_How to complete this task:_ Could you find every line in the records below that contains the word "super" and copy it?

_Listed entries:_
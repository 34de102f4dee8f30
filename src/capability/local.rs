//! In-process compute capabilities
//!
//! Allocation, risk and trade derivation are pure functions of their inputs,
//! so they are always served locally regardless of where the data comes from.

use super::{Capability, CapabilityRegistry, CapabilityRequest, ParameterSchema, ValueKind};
use crate::config::OrchestratorConfig;
use crate::models::{Allocation, AssetWeight, PriceSeries, RiskTolerance};
use crate::optimizer::{AllocationProblem, AllocationSolver};
use crate::risk::{self, ReturnStatistics};
use crate::trading;
use crate::Result;
use serde_json::Value;
use std::collections::BTreeMap;
use std::sync::Arc;

pub const PORTFOLIO_OPTIMIZATION: &str = "portfolio_optimization";
pub const RISK_ASSESSMENT: &str = "risk_assessment";
pub const TRADE_INSTRUCTIONS: &str = "trade_instructions";

/// Estimates return statistics from price history and solves for weights
pub struct PortfolioOptimizationCapability {
    solver: AllocationSolver,
    periods_per_year: f64,
    min_return: f64,
}

impl PortfolioOptimizationCapability {
    pub fn new(config: &OrchestratorConfig) -> Self {
        Self {
            solver: AllocationSolver::new(config.solver_max_iterations),
            periods_per_year: config.trading_periods_per_year,
            min_return: config.min_target_return,
        }
    }
}

#[async_trait::async_trait]
impl Capability for PortfolioOptimizationCapability {
    async fn invoke(&self, request: &CapabilityRequest) -> Result<Value> {
        let series: Vec<PriceSeries> = request.require("price_series")?;
        let tolerance: RiskTolerance = request.require("risk_tolerance")?;
        let risk_aversion = tolerance.risk_aversion()?;

        let stats = ReturnStatistics::estimate(&series, self.periods_per_year)?;
        let problem = AllocationProblem::new(stats.expected_returns, stats.covariances, risk_aversion)
            .with_min_return(self.min_return);
        let solved = self.solver.solve(&problem)?;

        let allocation = Allocation {
            assets: stats
                .tickers
                .into_iter()
                .zip(solved.weights)
                .map(|(ticker, weight)| AssetWeight { ticker, weight })
                .collect(),
            expected_return: solved.expected_return,
            variance: solved.variance,
            objective: solved.objective,
            risk_aversion,
            iterations: solved.iterations,
        };

        Ok(serde_json::to_value(allocation)?)
    }
}

pub struct RiskAssessmentCapability {
    periods_per_year: f64,
}

#[async_trait::async_trait]
impl Capability for RiskAssessmentCapability {
    async fn invoke(&self, request: &CapabilityRequest) -> Result<Value> {
        let series: Vec<PriceSeries> = request.require("price_series")?;
        let metrics = risk::assess(&series, self.periods_per_year)?;
        Ok(serde_json::to_value(metrics)?)
    }
}

pub struct TradeInstructionsCapability;

#[async_trait::async_trait]
impl Capability for TradeInstructionsCapability {
    async fn invoke(&self, request: &CapabilityRequest) -> Result<Value> {
        let allocation: Allocation = request.require("allocation")?;
        let amount: f64 = request.require("investment_amount")?;
        let holdings: BTreeMap<String, f64> = request.optional("holdings")?.unwrap_or_default();

        let instructions = trading::derive_instructions(&allocation, amount, &holdings)?;
        Ok(serde_json::to_value(instructions)?)
    }
}

/// Register the compute capabilities
pub fn register_local(registry: &mut CapabilityRegistry, config: &OrchestratorConfig) -> Result<()> {
    registry.register(
        PORTFOLIO_OPTIMIZATION,
        Arc::new(PortfolioOptimizationCapability::new(config)),
        vec![
            ParameterSchema::required("price_series", ValueKind::Array),
            ParameterSchema::required("risk_tolerance", ValueKind::Any),
        ],
        ValueKind::Object,
    )?;

    registry.register(
        RISK_ASSESSMENT,
        Arc::new(RiskAssessmentCapability {
            periods_per_year: config.trading_periods_per_year,
        }),
        vec![ParameterSchema::required("price_series", ValueKind::Array)],
        ValueKind::Object,
    )?;

    registry.register(
        TRADE_INSTRUCTIONS,
        Arc::new(TradeInstructionsCapability),
        vec![
            ParameterSchema::required("allocation", ValueKind::Object),
            ParameterSchema::required("investment_amount", ValueKind::Number),
            ParameterSchema::optional("holdings", ValueKind::Object),
        ],
        ValueKind::Array,
    )?;

    Ok(())
}

#[cfg(test)]
mod tests {
    use super::*;
    use crate::error::{ErrorKind, OrchestrationError};
    use crate::models::{RiskMetrics, TradeAction, TradeInstruction};
    use serde_json::json;
    use tokio_test::{assert_err, assert_ok};

    fn registry() -> CapabilityRegistry {
        let mut registry = CapabilityRegistry::new();
        register_local(&mut registry, &OrchestratorConfig::default()).unwrap();
        registry
    }

    fn prices() -> Value {
        json!([
            {"ticker": "A", "prices": [100.0, 101.0, 103.0, 102.0, 105.0, 107.0]},
            {"ticker": "B", "prices": [50.0, 50.5, 50.2, 50.6, 50.9, 51.0]},
            {"ticker": "C", "prices": [20.0, 21.5, 20.4, 22.8, 21.1, 23.9]},
        ])
    }

    #[tokio::test]
    async fn test_optimization_returns_ordered_weights() {
        let registry = registry();
        let request = CapabilityRequest::new(PORTFOLIO_OPTIMIZATION)
            .arg("price_series", prices())
            .arg("risk_tolerance", json!("medium"));

        let output = assert_ok!(registry.invoke(&request).await);
        let allocation: Allocation = serde_json::from_value(output).unwrap();

        let tickers: Vec<&str> = allocation.assets.iter().map(|a| a.ticker.as_str()).collect();
        assert_eq!(tickers, vec!["A", "B", "C"]);
        let total: f64 = allocation.assets.iter().map(|a| a.weight).sum();
        assert!((total - 1.0).abs() < 1e-6);
        assert_eq!(allocation.risk_aversion, 2.0);
    }

    #[tokio::test]
    async fn test_optimization_short_history_is_insufficient_data() {
        let registry = registry();
        let request = CapabilityRequest::new(PORTFOLIO_OPTIMIZATION)
            .arg("price_series", json!([{"ticker": "A", "prices": [100.0]}]))
            .arg("risk_tolerance", json!(1.0));

        let err = assert_err!(registry.invoke(&request).await);
        assert_eq!(err.kind(), ErrorKind::InsufficientData);
    }

    #[tokio::test]
    async fn test_unreachable_floor_is_infeasible() {
        let config = OrchestratorConfig {
            min_target_return: 1_000.0,
            ..OrchestratorConfig::default()
        };
        let mut registry = CapabilityRegistry::new();
        register_local(&mut registry, &config).unwrap();

        let request = CapabilityRequest::new(PORTFOLIO_OPTIMIZATION)
            .arg("price_series", prices())
            .arg("risk_tolerance", json!("low"));

        let err = assert_err!(registry.invoke(&request).await);
        assert!(matches!(err, OrchestrationError::Infeasible(_)));
    }

    #[tokio::test]
    async fn test_risk_assessment_reports_each_asset() {
        let registry = registry();
        let request = CapabilityRequest::new(RISK_ASSESSMENT).arg("price_series", prices());

        let metrics: RiskMetrics =
            serde_json::from_value(assert_ok!(registry.invoke(&request).await)).unwrap();
        assert_eq!(metrics.periods_per_year, 252.0);
        assert_eq!(metrics.assets.len(), 3);
        assert!(metrics.assets.iter().all(|a| a.annualized_volatility > 0.0));
    }

    #[tokio::test]
    async fn test_trade_instructions_use_holdings() {
        let registry = registry();
        let allocation = json!({
            "assets": [{"ticker": "A", "weight": 0.25}, {"ticker": "B", "weight": 0.75}],
            "expected_return": 0.1,
            "variance": 0.02,
            "objective": 0.06,
            "risk_aversion": 2.0,
            "iterations": 10
        });
        let request = CapabilityRequest::new(TRADE_INSTRUCTIONS)
            .arg("allocation", allocation)
            .arg("investment_amount", json!(1000.0))
            .arg("holdings", json!({"A": 250.0}));

        let trades: Vec<TradeInstruction> =
            serde_json::from_value(assert_ok!(registry.invoke(&request).await)).unwrap();
        assert_eq!(trades[0].action, TradeAction::Hold);
        assert_eq!(trades[1].action, TradeAction::Buy);
        assert_eq!(trades[1].quantity, 750.0);
    }

    #[tokio::test]
    async fn test_bad_tolerance_is_argument_mismatch() {
        let registry = registry();
        let request = CapabilityRequest::new(PORTFOLIO_OPTIMIZATION)
            .arg("price_series", prices())
            .arg("risk_tolerance", json!("reckless"));

        let err = assert_err!(registry.invoke(&request).await);
        assert_eq!(err.kind(), ErrorKind::ArgumentMismatch);
    }
}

_Solution for this task:_
use super::{Capability, CapabilityRegistry, CapabilityRequest, ParameterSchema, ValueKind};
    use super::*;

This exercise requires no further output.